→ **Task item**
Scan the entries below. Report each line where the string "level" occurs.

=-=-=-=-=

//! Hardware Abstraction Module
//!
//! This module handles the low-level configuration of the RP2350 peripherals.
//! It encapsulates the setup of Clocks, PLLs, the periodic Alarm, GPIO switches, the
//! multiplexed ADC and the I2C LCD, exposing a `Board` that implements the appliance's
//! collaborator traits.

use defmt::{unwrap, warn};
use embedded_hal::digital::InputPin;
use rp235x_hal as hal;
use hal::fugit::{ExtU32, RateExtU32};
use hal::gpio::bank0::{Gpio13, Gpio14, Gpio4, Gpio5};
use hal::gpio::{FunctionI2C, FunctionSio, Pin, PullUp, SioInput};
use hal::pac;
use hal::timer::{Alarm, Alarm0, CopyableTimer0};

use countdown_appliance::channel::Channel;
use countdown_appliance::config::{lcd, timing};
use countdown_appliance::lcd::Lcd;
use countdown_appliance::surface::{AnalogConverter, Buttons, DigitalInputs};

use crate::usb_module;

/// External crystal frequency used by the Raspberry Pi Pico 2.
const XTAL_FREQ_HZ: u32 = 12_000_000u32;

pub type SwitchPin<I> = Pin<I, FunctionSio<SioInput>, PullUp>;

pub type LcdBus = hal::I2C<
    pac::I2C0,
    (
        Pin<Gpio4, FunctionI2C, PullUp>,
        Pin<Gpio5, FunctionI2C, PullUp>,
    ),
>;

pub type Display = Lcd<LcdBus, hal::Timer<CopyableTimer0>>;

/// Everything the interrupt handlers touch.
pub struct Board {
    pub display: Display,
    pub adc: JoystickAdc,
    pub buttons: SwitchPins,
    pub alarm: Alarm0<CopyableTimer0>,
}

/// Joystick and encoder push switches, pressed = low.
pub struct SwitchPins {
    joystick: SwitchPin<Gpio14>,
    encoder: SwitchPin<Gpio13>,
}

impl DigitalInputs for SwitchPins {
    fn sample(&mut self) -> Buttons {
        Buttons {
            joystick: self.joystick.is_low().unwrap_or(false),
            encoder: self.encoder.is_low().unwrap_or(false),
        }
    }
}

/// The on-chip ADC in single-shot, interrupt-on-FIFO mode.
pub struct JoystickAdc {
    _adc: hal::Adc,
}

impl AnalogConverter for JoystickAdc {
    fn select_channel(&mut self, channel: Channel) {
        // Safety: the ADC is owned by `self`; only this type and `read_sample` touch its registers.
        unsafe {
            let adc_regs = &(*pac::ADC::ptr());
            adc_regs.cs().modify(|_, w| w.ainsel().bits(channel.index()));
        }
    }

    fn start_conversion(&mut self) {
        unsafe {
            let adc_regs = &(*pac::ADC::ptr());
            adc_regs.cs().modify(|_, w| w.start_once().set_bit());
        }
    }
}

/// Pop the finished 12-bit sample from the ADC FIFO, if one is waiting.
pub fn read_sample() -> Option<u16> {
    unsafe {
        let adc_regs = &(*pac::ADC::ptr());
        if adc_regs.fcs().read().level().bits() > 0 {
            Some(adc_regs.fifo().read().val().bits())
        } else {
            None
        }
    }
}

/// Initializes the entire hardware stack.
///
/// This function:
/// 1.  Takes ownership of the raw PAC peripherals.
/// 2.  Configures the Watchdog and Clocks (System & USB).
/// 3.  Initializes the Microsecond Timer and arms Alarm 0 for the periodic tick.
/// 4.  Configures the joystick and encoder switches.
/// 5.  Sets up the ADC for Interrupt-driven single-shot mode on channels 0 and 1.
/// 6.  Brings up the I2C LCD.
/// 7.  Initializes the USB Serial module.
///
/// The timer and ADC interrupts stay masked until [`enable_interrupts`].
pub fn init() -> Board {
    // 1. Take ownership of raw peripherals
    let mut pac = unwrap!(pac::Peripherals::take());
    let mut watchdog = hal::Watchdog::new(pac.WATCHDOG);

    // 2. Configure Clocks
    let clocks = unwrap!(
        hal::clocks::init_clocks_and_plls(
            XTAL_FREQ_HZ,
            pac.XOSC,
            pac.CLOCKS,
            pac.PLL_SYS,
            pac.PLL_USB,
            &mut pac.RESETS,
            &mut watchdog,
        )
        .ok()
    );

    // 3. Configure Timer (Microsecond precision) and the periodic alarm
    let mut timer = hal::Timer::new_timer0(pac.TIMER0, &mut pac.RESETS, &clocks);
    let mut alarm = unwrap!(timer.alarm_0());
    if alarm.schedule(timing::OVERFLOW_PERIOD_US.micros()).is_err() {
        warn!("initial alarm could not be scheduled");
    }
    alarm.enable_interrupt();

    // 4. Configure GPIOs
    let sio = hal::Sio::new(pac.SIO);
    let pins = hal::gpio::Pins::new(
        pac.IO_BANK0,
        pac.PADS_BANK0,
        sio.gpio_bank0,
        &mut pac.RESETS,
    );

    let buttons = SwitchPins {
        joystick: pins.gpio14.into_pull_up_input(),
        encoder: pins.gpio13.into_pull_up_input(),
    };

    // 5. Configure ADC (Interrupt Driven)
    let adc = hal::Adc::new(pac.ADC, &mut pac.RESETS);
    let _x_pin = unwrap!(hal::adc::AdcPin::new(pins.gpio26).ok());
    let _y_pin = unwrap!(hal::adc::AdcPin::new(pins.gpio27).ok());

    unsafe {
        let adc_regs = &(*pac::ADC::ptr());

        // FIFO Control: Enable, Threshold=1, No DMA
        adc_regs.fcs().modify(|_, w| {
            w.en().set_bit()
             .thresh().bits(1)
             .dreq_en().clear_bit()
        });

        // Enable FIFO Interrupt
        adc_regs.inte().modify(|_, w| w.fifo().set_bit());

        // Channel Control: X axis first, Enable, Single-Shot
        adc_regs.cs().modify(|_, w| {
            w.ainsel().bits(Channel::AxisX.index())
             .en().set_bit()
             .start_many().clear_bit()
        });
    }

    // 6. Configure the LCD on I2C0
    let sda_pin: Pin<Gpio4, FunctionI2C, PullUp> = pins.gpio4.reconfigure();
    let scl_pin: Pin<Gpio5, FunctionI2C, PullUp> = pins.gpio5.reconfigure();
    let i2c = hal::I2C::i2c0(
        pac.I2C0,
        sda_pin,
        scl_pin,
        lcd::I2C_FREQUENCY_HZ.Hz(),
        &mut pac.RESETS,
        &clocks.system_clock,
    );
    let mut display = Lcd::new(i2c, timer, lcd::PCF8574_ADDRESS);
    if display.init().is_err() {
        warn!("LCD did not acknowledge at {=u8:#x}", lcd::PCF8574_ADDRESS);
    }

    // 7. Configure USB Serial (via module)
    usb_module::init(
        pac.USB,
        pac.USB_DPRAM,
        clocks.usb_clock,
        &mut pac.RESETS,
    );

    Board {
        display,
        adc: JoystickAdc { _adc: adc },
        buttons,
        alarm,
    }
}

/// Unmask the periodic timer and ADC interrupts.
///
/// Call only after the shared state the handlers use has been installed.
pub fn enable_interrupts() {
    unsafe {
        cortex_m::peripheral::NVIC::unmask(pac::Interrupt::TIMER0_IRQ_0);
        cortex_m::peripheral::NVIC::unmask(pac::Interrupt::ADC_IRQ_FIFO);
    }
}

=-=-=-=-=

→ **Answer to this exercise**
//! This module handles the low-level configuration of the RP2350 peripherals.
        if adc_regs.fcs().read().level().bits() > 0 {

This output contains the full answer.